[Excerpted records]
----

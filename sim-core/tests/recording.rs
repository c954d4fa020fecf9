//! Event logging through `tracing` into instrument tables.
#![cfg(feature = "instrument")]

use minwage_sim::{
    Metric, ScenarioConfig, Sector, ShockConfig, ShockKind, SimConfig, SimEvent, TracingSink,
    build_controller, instrument,
};
use polars::prelude::*;

fn config() -> SimConfig {
    SimConfig::default().with_seed(3).with_shock(ShockConfig {
        step: 4,
        kind: ShockKind::SectorOverride {
            target_wage: 40.0,
            sector: Sector::FastFood,
        },
    })
}

fn scenario() -> ScenarioConfig {
    ScenarioConfig {
        budget: 400.0,
        ..ScenarioConfig::default()
    }
}

fn count(events: &[SimEvent], pred: impl Fn(&SimEvent) -> bool) -> usize {
    events.iter().filter(|e| pred(e)).count()
}

#[test]
fn recording_has_one_row_per_event() {
    let mut reference = build_controller(config(), &scenario()).unwrap();
    let mut events = Vec::new();
    reference.run_with(&mut events);

    instrument::clear();
    let mut traced = build_controller(config(), &scenario()).unwrap();
    tracing::subscriber::with_default(instrument::EventLogSubscriber, || {
        traced.run_with(&mut TracingSink);
    });
    let log = instrument::drain();

    let rows = |target: &str| log.table(target).map_or(0, |t| t.rows());
    assert_eq!(rows("step"), 20);
    assert_eq!(
        rows("shock"),
        count(&events, |e| matches!(e, SimEvent::ShockApplied { .. }))
    );
    assert_eq!(rows("layoff"), count(&events, |e| matches!(e, SimEvent::Layoff { .. })));
    assert_eq!(
        rows("automation"),
        count(&events, |e| matches!(e, SimEvent::Automation { .. }))
    );
    assert_eq!(rows("hire"), count(&events, |e| matches!(e, SimEvent::Hire { .. })));
    assert_eq!(
        rows("exit"),
        count(&events, |e| matches!(e, SimEvent::ExitedLaborForce { .. }))
    );
    assert!(rows("shock") > 0, "the sector override should hit some zone firm");
}

#[test]
fn recording_step_table_matches_metrics() {
    instrument::clear();
    let mut controller = build_controller(config(), &scenario()).unwrap();
    tracing::subscriber::with_default(instrument::EventLogSubscriber, || {
        controller.run();
    });

    let steps = instrument::drain()
        .table("step")
        .unwrap()
        .to_dataframe()
        .unwrap();
    assert_eq!(steps.height(), 20);

    let employed: Vec<u64> = steps
        .column("employed")
        .unwrap()
        .as_materialized_series()
        .u64()
        .unwrap()
        .into_no_null_iter()
        .collect();
    let expected: Vec<u64> = controller
        .metrics()
        .metric(Metric::TotalEmployment)
        .iter()
        .map(|&v| v as u64)
        .collect();
    assert_eq!(employed, expected);
}

#[test]
fn recording_metrics_frame_has_every_series() {
    let mut controller = build_controller(config(), &scenario()).unwrap();
    controller.run();

    let df = controller.metrics().to_dataframe().unwrap();
    assert_eq!(df.height(), 20);
    assert_eq!(df.width(), Metric::ALL.len() + 1);
    assert!(df.column("step").is_ok());
    assert!(df.column("treated_mean_employment").is_ok());
}

#[test]
fn recording_run_recorder_writes_csv() {
    let parent = std::env::temp_dir().join(format!("minwage-recording-{}", std::process::id()));
    let _ = std::fs::remove_dir_all(&parent);

    {
        let mut rec = instrument::RunRecorder::new(&parent, "sector_shock");
        let mut controller = build_controller(config(), &scenario()).unwrap();
        controller.run();
        rec.add_frame("metrics", controller.metrics().to_dataframe().unwrap());
    }

    let run_dir = parent.join("sector_shock");
    assert!(run_dir.join("metrics.csv").exists());
    assert!(run_dir.join("step.csv").exists());
    let _ = std::fs::remove_dir_all(&parent);
}
use rand::Rng;

use crate::config::{DEFAULT_JOB_SEARCH_SUCCESS_PROB, DEFAULT_MAX_FAILED_ATTEMPTS};
use crate::types::{FirmCoord, Price, WorkerId};

// === STATE ===

#[derive(Debug, Clone, Copy, PartialEq, Eq, Hash)]
pub enum WorkerState {
    /// Built but never assigned to a firm. A run rejects workers in this state.
    Unplaced,
    Employed,
    UnemployedSearching,
    UnemployedCooldown,
    /// Terminal.
    ExitedLaborForce,
}

/// A firm as seen by a searching worker at decision time.
#[derive(Debug, Clone, Copy, PartialEq)]
pub struct Opening {
    pub firm: FirmCoord,
    pub wage: Price,
    pub has_vacancy: bool,
}

#[derive(Debug, Clone, Copy, PartialEq)]
pub enum SearchOutcome {
    /// Still waiting out the post-layoff cooldown.
    CoolingDown,
    /// Chose this firm. The caller performs the hire and then `accept_offer`.
    Move(FirmCoord),
    Failed { failed_moves: u32 },
    Exited { failed_moves: u32 },
}

// === WORKER ===

#[derive(Debug, Clone)]
pub struct Worker {
    pub id: WorkerId,
    current_firm: Option<FirmCoord>,
    unemployed: bool,
    exited_labor_force: bool,
    failed_moves: u32,
    search_cooldown: u32,
    pub max_failed_attempts: u32,
    pub job_search_success_prob: f64,
}

impl Worker {
    pub fn new(id: WorkerId) -> Self {
        Self {
            id,
            current_firm: None,
            unemployed: false,
            exited_labor_force: false,
            failed_moves: 0,
            search_cooldown: 0,
            max_failed_attempts: DEFAULT_MAX_FAILED_ATTEMPTS,
            job_search_success_prob: DEFAULT_JOB_SEARCH_SUCCESS_PROB,
        }
    }

    pub fn with_search_params(mut self, success_prob: f64, max_failed_attempts: u32) -> Self {
        self.job_search_success_prob = success_prob;
        self.max_failed_attempts = max_failed_attempts;
        self
    }

    pub fn current_firm(&self) -> Option<FirmCoord> {
        self.current_firm
    }

    pub fn is_unemployed(&self) -> bool {
        self.unemployed
    }

    pub fn has_exited(&self) -> bool {
        self.exited_labor_force
    }

    pub fn failed_moves(&self) -> u32 {
        self.failed_moves
    }

    pub fn search_cooldown(&self) -> u32 {
        self.search_cooldown
    }

    pub fn is_employed(&self) -> bool {
        self.current_firm.is_some()
    }

    pub fn state(&self) -> WorkerState {
        if self.exited_labor_force {
            WorkerState::ExitedLaborForce
        } else if self.is_employed() {
            WorkerState::Employed
        } else if !self.unemployed {
            WorkerState::Unplaced
        } else if self.search_cooldown > 0 {
            WorkerState::UnemployedCooldown
        } else {
            WorkerState::UnemployedSearching
        }
    }

    // === TRANSITIONS ===

    /// Called by a firm when it separates this worker.
    /// The worker waits one full step before it may search again.
    pub fn layoff(&mut self) {
        debug_assert!(!self.exited_labor_force, "exited worker {:?} laid off", self.id);
        self.current_firm = None;
        self.unemployed = true;
        self.search_cooldown = 1;
    }

    /// Record a successful hire at `firm`.
    pub fn accept_offer(&mut self, firm: FirmCoord) {
        debug_assert!(!self.exited_labor_force, "exited worker {:?} hired", self.id);
        self.current_firm = Some(firm);
        self.unemployed = false;
        self.failed_moves = 0;
        self.search_cooldown = 0;
    }

    pub fn exit_labor_force(&mut self) {
        self.exited_labor_force = true;
        self.unemployed = false;
        self.current_firm = None;
    }

    /// One mobility evaluation.
    ///
    /// A worker in cooldown only counts it down; once it reaches zero the same
    /// call goes on to search. Candidates must pay strictly more than
    /// `current_wage` and have a vacancy. The success draw is only taken when
    /// at least one candidate exists. Ties on wage go to the first opening in
    /// neighbor order.
    pub fn consider_move<R: Rng>(
        &mut self,
        openings: &[Opening],
        current_wage: Price,
        rng: &mut R,
    ) -> SearchOutcome {
        debug_assert!(!self.exited_labor_force);

        if self.search_cooldown > 0 {
            self.search_cooldown -= 1;
            if self.search_cooldown > 0 {
                return SearchOutcome::CoolingDown;
            }
        }

        let best = openings
            .iter()
            .filter(|o| o.wage > current_wage && o.has_vacancy)
            .fold(None::<&Opening>, |best, o| match best {
                Some(b) if b.wage >= o.wage => Some(b),
                _ => Some(o),
            });

        if let Some(best) = best {
            let roll: f64 = rng.random();
            if roll < self.job_search_success_prob {
                return SearchOutcome::Move(best.firm);
            }
        }

        self.failed_moves += 1;
        if self.failed_moves >= self.max_failed_attempts {
            self.exit_labor_force();
            SearchOutcome::Exited {
                failed_moves: self.failed_moves,
            }
        } else {
            SearchOutcome::Failed {
                failed_moves: self.failed_moves,
            }
        }
    }
}

// === POOL ===

/// All workers, indexed by id.
#[derive(Debug, Clone, Default)]
pub struct WorkerPool {
    workers: Vec<Worker>,
}

impl WorkerPool {
    /// Creates `count` workers with ids `0..count`.
    pub fn new(count: usize) -> Self {
        Self {
            workers: (0..count as u32).map(|i| Worker::new(WorkerId::new(i))).collect(),
        }
    }

    pub fn len(&self) -> usize {
        self.workers.len()
    }

    pub fn is_empty(&self) -> bool {
        self.workers.is_empty()
    }

    pub fn get(&self, id: WorkerId) -> Option<&Worker> {
        self.workers.get(id.index())
    }

    pub fn get_mut(&mut self, id: WorkerId) -> Option<&mut Worker> {
        self.workers.get_mut(id.index())
    }

    pub fn iter(&self) -> impl Iterator<Item = &Worker> {
        self.workers.iter()
    }

    pub fn iter_mut(&mut self) -> impl Iterator<Item = &mut Worker> {
        self.workers.iter_mut()
    }

    pub fn ids(&self) -> impl Iterator<Item = WorkerId> + '_ {
        self.workers.iter().map(|w| w.id)
    }

    pub fn unemployed_count(&self) -> u64 {
        self.workers.iter().filter(|w| w.unemployed).count() as u64
    }

    pub fn exited_count(&self) -> u64 {
        self.workers.iter().filter(|w| w.exited_labor_force).count() as u64
    }
}

impl std::ops::Index<WorkerId> for WorkerPool {
    type Output = Worker;

    fn index(&self, id: WorkerId) -> &Worker {
        &self.workers[id.index()]
    }
}

impl std::ops::IndexMut<WorkerId> for WorkerPool {
    fn index_mut(&mut self, id: WorkerId) -> &mut Worker {
        &mut self.workers[id.index()]
    }
}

----

For this exercise, copy the lines from the one that contains "pub fn ids(&self)" through the last line of the records, exactly and only those.

    pub fn ids(&self) -> impl Iterator<Item = WorkerId> + '_ {
        self.workers.iter().map(|w| w.id)
    }

    pub fn unemployed_count(&self) -> u64 {
        self.workers.iter().filter(|w| w.unemployed).count() as u64
    }

    pub fn exited_count(&self) -> u64 {
        self.workers.iter().filter(|w| w.exited_labor_force).count() as u64
    }
}

impl std::ops::Index<WorkerId> for WorkerPool {
    type Output = Worker;

    fn index(&self, id: WorkerId) -> &Worker {
        &self.workers[id.index()]
    }
}

impl std::ops::IndexMut<WorkerId> for WorkerPool {
    fn index_mut(&mut self, id: WorkerId) -> &mut Worker {
        &mut self.workers[id.index()]
    }
}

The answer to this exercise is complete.